When computer scientist Andy Zou researches artificial intelligence (AI), he often asks a chatbot to suggest background reading and references. But this doesn’t always go well. “Most of the time, it gives me different authors than the ones it should, or maybe sometimes the paper doesn’t exist at all,” says Zou, a graduate student at Carnegie Mellon University in Pittsburgh, Pennsylvania.

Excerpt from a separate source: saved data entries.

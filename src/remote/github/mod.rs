//! GitHub implementation of [`crate::remote::RepositoryClient`].

mod client;
mod convert;
mod types;

pub use client::{GitHubClient, GITHUB_API_URL};
pub use convert::{headline, short_sha, SHORT_SHA_LEN};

It’s well known that all kinds of generative AI, including the large language models (LLMs) behind AI chatbots, make things up. This is both a strength and a weakness. It’s the reason for their celebrated inventive capacity, but it also means they sometimes blur truth and fiction, inserting incorrect details into apparently factual sentences. “They sound like politicians,” says Santosh Vempala, a theoretical computer scientist at Georgia Institute of Technology in Atlanta. They tend to “make up stuff and be totally confident no matter what”.
The particular problem of false scientific references is rife. In one 2024 study, various chatbots made mistakes between about 30% and 90% of the time on references, getting at least two of the paper’s title, first author or year of publication wrong1. Chatbots come with warning labels telling users to double-check anything important. But if chatbot responses are taken at face value, their hallucinations can lead to serious problems, as in the 2023 case of a US lawyer, Steven Schwartz, who cited non-existent legal cases in a court filing after using ChatGPT.

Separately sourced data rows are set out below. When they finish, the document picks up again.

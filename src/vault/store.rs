//! Filesystem-backed note store rooted at a vault directory.

use std::io;
use std::path::{Path, PathBuf};

use thiserror::Error;
use tracing::debug;
use walkdir::WalkDir;

use crate::utils::atomic_write;

#[derive(Debug, Error)]
pub enum VaultError {
    #[error("Note not found: {0}")]
    NotFound(PathBuf),

    #[error("Note already exists: {0}")]
    AlreadyExists(PathBuf),

    #[error("IO error on {path}: {source}")]
    Io {
        path: PathBuf,
        #[source]
        source: io::Error,
    },
}

impl VaultError {
    fn io(path: &Path, source: io::Error) -> Self {
        if source.kind() == io::ErrorKind::NotFound {
            Self::NotFound(path.to_path_buf())
        } else {
            Self::Io {
                path: path.to_path_buf(),
                source,
            }
        }
    }
}

/// A directory of Markdown notes.
#[derive(Debug, Clone)]
pub struct Vault {
    root: PathBuf,
}

impl Vault {
    #[must_use]
    pub fn new(root: impl Into<PathBuf>) -> Self {
        Self { root: root.into() }
    }

    #[must_use]
    pub fn root(&self) -> &Path {
        &self.root
    }

    /// Resolve a note path; relative paths are taken from the vault root.
    #[must_use]
    pub fn resolve(&self, path: &Path) -> PathBuf {
        if path.is_absolute() {
            path.to_path_buf()
        } else {
            self.root.join(path)
        }
    }

    /// Every `.md` note in the vault, relative to the root, sorted.
    ///
    /// Dot directories (`.hubnotes`, `.git`, editor state) are skipped.
    pub fn list_notes(&self) -> Result<Vec<PathBuf>, VaultError> {
        let mut notes = Vec::new();
        let walker = WalkDir::new(&self.root)
            .min_depth(1)
            .into_iter()
            .filter_entry(|e| e.depth() == 0 || !e.file_name().to_string_lossy().starts_with('.'));
        for entry in walker {
            let entry = entry.map_err(|e| {
                let path = e.path().map_or_else(|| self.root.clone(), Path::to_path_buf);
                VaultError::io(&path, io::Error::other(e.to_string()))
            })?;
            let path = entry.path();
            if entry.file_type().is_file() && path.extension().is_some_and(|ext| ext == "md") {
                if let Ok(relative) = path.strip_prefix(&self.root) {
                    notes.push(relative.to_path_buf());
                }
            }
        }
        notes.sort();
        debug!(count = notes.len(), root = %self.root.display(), "Listed vault notes");
        Ok(notes)
    }

    pub async fn exists(&self, path: &Path) -> bool {
        tokio::fs::try_exists(self.resolve(path)).await.unwrap_or(false)
    }

    pub async fn read(&self, path: &Path) -> Result<String, VaultError> {
        let full = self.resolve(path);
        tokio::fs::read_to_string(&full)
            .await
            .map_err(|e| VaultError::io(&full, e))
    }

    /// Replace a note's content atomically, creating parent folders.
    pub async fn write(&self, path: &Path, content: &str) -> Result<(), VaultError> {
        let full = self.resolve(path);
        if let Some(parent) = full.parent() {
            tokio::fs::create_dir_all(parent)
                .await
                .map_err(|e| VaultError::io(parent, e))?;
        }
        atomic_write(&full, content)
            .await
            .map_err(|e| VaultError::io(&full, e))
    }

    /// Replace the content of an existing note atomically.
    ///
    /// Never creates the note or its folders; a missing target is `NotFound`.
    pub async fn replace(&self, path: &Path, content: &str) -> Result<(), VaultError> {
        let full = self.resolve(path);
        let is_file = tokio::fs::metadata(&full)
            .await
            .map_err(|e| VaultError::io(&full, e))?
            .is_file();
        if !is_file {
            return Err(VaultError::NotFound(full));
        }
        atomic_write(&full, content)
            .await
            .map_err(|e| VaultError::io(&full, e))
    }

    /// Write a new note, refusing to overwrite an existing one.
    pub async fn create(&self, path: &Path, content: &str) -> Result<(), VaultError> {
        if self.exists(path).await {
            return Err(VaultError::AlreadyExists(self.resolve(path)));
        }
        self.write(path, content).await
    }
}

#[cfg(test)]
#[path = "store_tests.rs"]
mod tests;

Bigger AI chatbots more inclined to spew nonsense — and people don’t always realize
Chatbots err for many reasons, but computer scientists tend to refer to all such blips as hallucinations. It’s a term not universally accepted, with some suggesting ‘confabulations’ or, more simply, ‘bullshit’2. The phenomenon has captured so much attention that the website Dictionary.com picked ‘hallucinate’ as its word of the year for 2023.
Because AI hallucinations are fundamental to how LLMs work, researchers say that eliminating them completely is impossible3. But scientists such as Zou are working on ways to make hallucinations less frequent and less problematic, developing a toolbox of tricks including external fact-checking, internal self-reflection or even, in Zou’s case, conducting “brain scans” of an LLM’s artificial neurons to reveal patterns of deception.

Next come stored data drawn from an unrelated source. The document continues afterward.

use std::path::{Path, PathBuf};

use tracing::info;

use super::error::CommandError;
use crate::reference::parse_reference;
use crate::refresh::{NoticeLevel, Orchestrator};
use crate::snapshot::ComparisonSet;
use crate::sync::splice;
use crate::template::{
    ComparisonTemplateContext, RepositoryTemplateContext, SummaryFrontmatter, TemplateType,
};
use crate::utils::now_iso;
use crate::vault::MANAGED_TAG;

/// Tag marking comparison notes
pub const COMPARISON_TAG: &str = "hubnotes-comparison";

/// Subfolder of the default folder holding comparison notes
pub const COMPARISONS_FOLDER: &str = "Comparisons";

/// Result of a comparison
#[derive(Debug, Clone, PartialEq, Eq)]
pub struct CompareResult {
    pub path: PathBuf,
    pub title: String,
}

/// Fetch every referenced repository and write one comparison note.
///
/// All references are parsed before any fetch; a single failed fetch aborts
/// the comparison without writing anything. Comparison notes are snapshots:
/// they are not part of later refreshes.
pub async fn compare_repositories(
    orchestrator: &Orchestrator,
    folder: &str,
    references: &[String],
) -> Result<CompareResult, CommandError> {
    let repos = references
        .iter()
        .map(|r| parse_reference(r).ok_or_else(|| CommandError::InvalidReference(r.clone())))
        .collect::<Result<Vec<_>, _>>()?;

    let client = orchestrator.client().current();
    let mut set = ComparisonSet::new();
    for repo in &repos {
        set.push(client.fetch_snapshot(repo, None).await?)?;
    }
    let snapshots = set.finish()?;

    let title = snapshots
        .iter()
        .map(|s| s.full_name.as_str())
        .collect::<Vec<_>>()
        .join(" vs ");
    let path = Path::new(folder)
        .join(COMPARISONS_FOLDER)
        .join(format!("{}.md", slug::slugify(&title)));

    let updated = now_iso();
    let frontmatter = SummaryFrontmatter {
        updated: updated.clone(),
        tags: vec![MANAGED_TAG.to_string(), COMPARISON_TAG.to_string()],
        repositories: snapshots.iter().map(|s| s.url.clone()).collect(),
    };
    let context = ComparisonTemplateContext::new(
        &title,
        snapshots
            .iter()
            .map(|s| RepositoryTemplateContext::new(s, None, orchestrator.options(), &updated))
            .collect(),
        &updated,
    );
    let template = orchestrator
        .engine()
        .load_template(orchestrator.vault().root(), TemplateType::Comparison)
        .await?;
    let rendered = orchestrator
        .engine()
        .render_comparison(&template, &frontmatter, &context)?;

    {
        let _guard = orchestrator.lock(&path).await;
        orchestrator
            .vault()
            .create(&path, &splice("", &rendered))
            .await
            .map_err(CommandError::from_write)?;
    }

    info!(path = %path.display(), count = snapshots.len(), "Created comparison");
    orchestrator.notify(NoticeLevel::Info, &format!("Created {}", path.display()));
    Ok(CompareResult { path, title })
}
//! Canonical forms for identifying fields.
//!
//! Both normalizers return `None` when the cell carries no usable value, so
//! callers never see an empty key.

/// Trim and lower-case an email. No syntax validation.
pub fn normalize_email(raw: Option<&str>) -> Option<String> {
    let trimmed = raw?.trim();
    if trimmed.is_empty() {
        return None;
    }
    Some(trimmed.to_lowercase())
}

/// Keep only the decimal digits of a phone number.
///
/// Length is not checked: `1-555-123-4567` and `555-123-4567` produce
/// different keys.
pub fn normalize_phone(raw: Option<&str>) -> Option<String> {
    let raw = raw?;
    if raw.trim().is_empty() {
        return None;
    }
    let digits: String = raw.chars().filter(|c| c.is_ascii_digit()).collect();
    if digits.is_empty() {
        None
    } else {
        Some(digits)
    }
}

Zou and other researchers say these and various emerging techniques should help to create chatbots that bullshit less, or that can, at least, be prodded to disclose when they are not confident in their answers. But some hallucinatory behaviours might get worse before they get better.
Lies, damn lies and statistics
Fundamentally, LLMs aren’t designed to pump out facts. Rather, they compose responses that are statistically likely, based on patterns in their training data and on subsequent fine-tuning by techniques such as feedback from human testers. Although the process of training an LLM to predict the likely next words in a phrase is well understood, their precise internal workings are still mysterious, experts admit. Likewise, it isn’t always clear how hallucinations happen.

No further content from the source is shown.